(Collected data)
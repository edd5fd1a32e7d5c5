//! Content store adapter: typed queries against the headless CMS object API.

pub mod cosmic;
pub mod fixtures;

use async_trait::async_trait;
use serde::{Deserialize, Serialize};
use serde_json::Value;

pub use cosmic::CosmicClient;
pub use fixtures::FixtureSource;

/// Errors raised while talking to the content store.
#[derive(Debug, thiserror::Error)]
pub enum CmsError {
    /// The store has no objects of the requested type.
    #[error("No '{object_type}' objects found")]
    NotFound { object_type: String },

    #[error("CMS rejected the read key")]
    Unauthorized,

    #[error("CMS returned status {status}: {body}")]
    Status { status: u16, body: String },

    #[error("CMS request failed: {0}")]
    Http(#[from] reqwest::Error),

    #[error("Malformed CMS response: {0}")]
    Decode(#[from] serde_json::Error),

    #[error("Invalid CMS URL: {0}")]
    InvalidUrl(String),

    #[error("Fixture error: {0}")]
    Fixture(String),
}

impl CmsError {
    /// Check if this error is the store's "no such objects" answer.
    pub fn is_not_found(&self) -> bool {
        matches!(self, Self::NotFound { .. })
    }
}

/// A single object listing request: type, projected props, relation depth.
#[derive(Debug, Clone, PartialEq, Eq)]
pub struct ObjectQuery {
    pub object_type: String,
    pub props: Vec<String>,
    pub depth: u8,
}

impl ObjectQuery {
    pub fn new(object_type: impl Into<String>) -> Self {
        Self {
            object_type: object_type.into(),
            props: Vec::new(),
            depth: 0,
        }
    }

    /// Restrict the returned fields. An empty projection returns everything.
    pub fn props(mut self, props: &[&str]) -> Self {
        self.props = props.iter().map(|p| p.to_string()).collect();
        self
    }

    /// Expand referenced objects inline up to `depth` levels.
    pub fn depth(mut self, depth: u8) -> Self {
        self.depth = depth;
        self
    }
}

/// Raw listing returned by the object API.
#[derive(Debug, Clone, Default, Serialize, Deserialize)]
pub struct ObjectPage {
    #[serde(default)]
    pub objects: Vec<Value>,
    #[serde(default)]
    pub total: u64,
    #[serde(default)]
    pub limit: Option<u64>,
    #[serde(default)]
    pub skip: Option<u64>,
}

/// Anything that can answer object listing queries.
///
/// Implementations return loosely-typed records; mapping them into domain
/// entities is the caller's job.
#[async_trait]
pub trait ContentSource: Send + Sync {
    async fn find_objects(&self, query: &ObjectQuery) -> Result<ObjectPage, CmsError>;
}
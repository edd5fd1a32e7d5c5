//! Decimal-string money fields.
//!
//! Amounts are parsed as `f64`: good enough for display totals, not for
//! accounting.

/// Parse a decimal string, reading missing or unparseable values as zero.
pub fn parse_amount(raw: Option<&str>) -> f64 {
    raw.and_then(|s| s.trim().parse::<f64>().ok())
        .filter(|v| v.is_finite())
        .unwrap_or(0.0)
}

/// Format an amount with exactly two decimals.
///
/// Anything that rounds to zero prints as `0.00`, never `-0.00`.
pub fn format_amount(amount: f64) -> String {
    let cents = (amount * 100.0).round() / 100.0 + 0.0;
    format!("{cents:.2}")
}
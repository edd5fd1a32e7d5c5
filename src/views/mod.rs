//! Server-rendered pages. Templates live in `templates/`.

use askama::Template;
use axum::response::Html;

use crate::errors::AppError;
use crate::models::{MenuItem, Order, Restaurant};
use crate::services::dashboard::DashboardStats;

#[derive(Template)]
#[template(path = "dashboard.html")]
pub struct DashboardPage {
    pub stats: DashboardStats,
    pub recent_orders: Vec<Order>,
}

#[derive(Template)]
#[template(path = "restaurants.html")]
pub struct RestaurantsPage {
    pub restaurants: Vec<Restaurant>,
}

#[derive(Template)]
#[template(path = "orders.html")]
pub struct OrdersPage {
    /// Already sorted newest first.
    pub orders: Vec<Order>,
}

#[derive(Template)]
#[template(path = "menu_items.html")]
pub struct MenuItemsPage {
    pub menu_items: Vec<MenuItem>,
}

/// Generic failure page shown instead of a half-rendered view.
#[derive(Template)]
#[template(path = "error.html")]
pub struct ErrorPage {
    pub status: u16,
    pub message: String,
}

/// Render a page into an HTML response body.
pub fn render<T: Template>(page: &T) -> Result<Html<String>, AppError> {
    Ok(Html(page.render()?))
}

--- What to work on ---
Beginning with the line that contains "sorted newest first." and ending with the last line of the data above, return those lines exactly and nothing else.

--- Solution to the exercise ---
    /// Already sorted newest first.
    pub orders: Vec<Order>,
}

#[derive(Template)]
#[template(path = "menu_items.html")]
pub struct MenuItemsPage {
    pub menu_items: Vec<MenuItem>,
}

/// Generic failure page shown instead of a half-rendered view.
#[derive(Template)]
#[template(path = "error.html")]
pub struct ErrorPage {
    pub status: u16,
    pub message: String,
}

/// Render a page into an HTML response body.
pub fn render<T: Template>(page: &T) -> Result<Html<String>, AppError> {
    Ok(Html(page.render()?))
}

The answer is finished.